### DATA PROVIDED
═══
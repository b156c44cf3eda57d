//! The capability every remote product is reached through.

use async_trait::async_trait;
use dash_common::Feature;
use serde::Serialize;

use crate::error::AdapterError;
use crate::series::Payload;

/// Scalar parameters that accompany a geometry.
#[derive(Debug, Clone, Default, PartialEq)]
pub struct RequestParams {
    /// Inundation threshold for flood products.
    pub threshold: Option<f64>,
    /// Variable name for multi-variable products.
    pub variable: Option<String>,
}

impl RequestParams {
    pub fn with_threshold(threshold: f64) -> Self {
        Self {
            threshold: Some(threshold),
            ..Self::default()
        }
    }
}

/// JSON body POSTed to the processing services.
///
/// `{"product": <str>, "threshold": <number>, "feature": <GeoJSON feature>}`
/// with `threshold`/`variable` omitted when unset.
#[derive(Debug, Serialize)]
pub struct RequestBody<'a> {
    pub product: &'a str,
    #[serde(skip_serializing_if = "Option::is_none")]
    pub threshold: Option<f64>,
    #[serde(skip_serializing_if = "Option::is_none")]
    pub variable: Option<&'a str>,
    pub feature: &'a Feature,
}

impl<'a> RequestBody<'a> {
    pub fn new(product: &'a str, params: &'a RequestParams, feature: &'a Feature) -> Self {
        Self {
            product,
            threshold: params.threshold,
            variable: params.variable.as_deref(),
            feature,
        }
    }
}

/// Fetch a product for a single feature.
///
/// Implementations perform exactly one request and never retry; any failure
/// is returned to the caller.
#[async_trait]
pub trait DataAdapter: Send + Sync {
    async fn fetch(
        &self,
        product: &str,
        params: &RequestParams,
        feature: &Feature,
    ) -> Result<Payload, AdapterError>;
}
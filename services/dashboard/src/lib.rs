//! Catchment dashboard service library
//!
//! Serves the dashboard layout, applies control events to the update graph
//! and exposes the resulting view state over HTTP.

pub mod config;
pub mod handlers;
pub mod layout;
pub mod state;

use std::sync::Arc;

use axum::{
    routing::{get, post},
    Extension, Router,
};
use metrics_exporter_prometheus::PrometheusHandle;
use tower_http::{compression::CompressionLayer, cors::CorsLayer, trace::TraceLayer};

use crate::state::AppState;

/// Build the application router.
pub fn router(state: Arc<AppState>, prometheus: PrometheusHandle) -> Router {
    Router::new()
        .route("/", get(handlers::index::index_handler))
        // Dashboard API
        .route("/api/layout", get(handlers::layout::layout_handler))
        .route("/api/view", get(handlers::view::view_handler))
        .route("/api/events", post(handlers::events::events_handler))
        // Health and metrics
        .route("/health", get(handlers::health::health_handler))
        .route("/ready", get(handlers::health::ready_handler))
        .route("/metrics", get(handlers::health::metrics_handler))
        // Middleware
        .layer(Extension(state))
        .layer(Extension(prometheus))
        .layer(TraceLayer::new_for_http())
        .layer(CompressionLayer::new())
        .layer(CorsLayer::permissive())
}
═══
### WORK INSTRUCTION
When a line in the material above holds the word "services", copy that line.

### WRITTEN SOLUTION
/// JSON body POSTed to the processing services.
filename services/dashboard/src/lib.rs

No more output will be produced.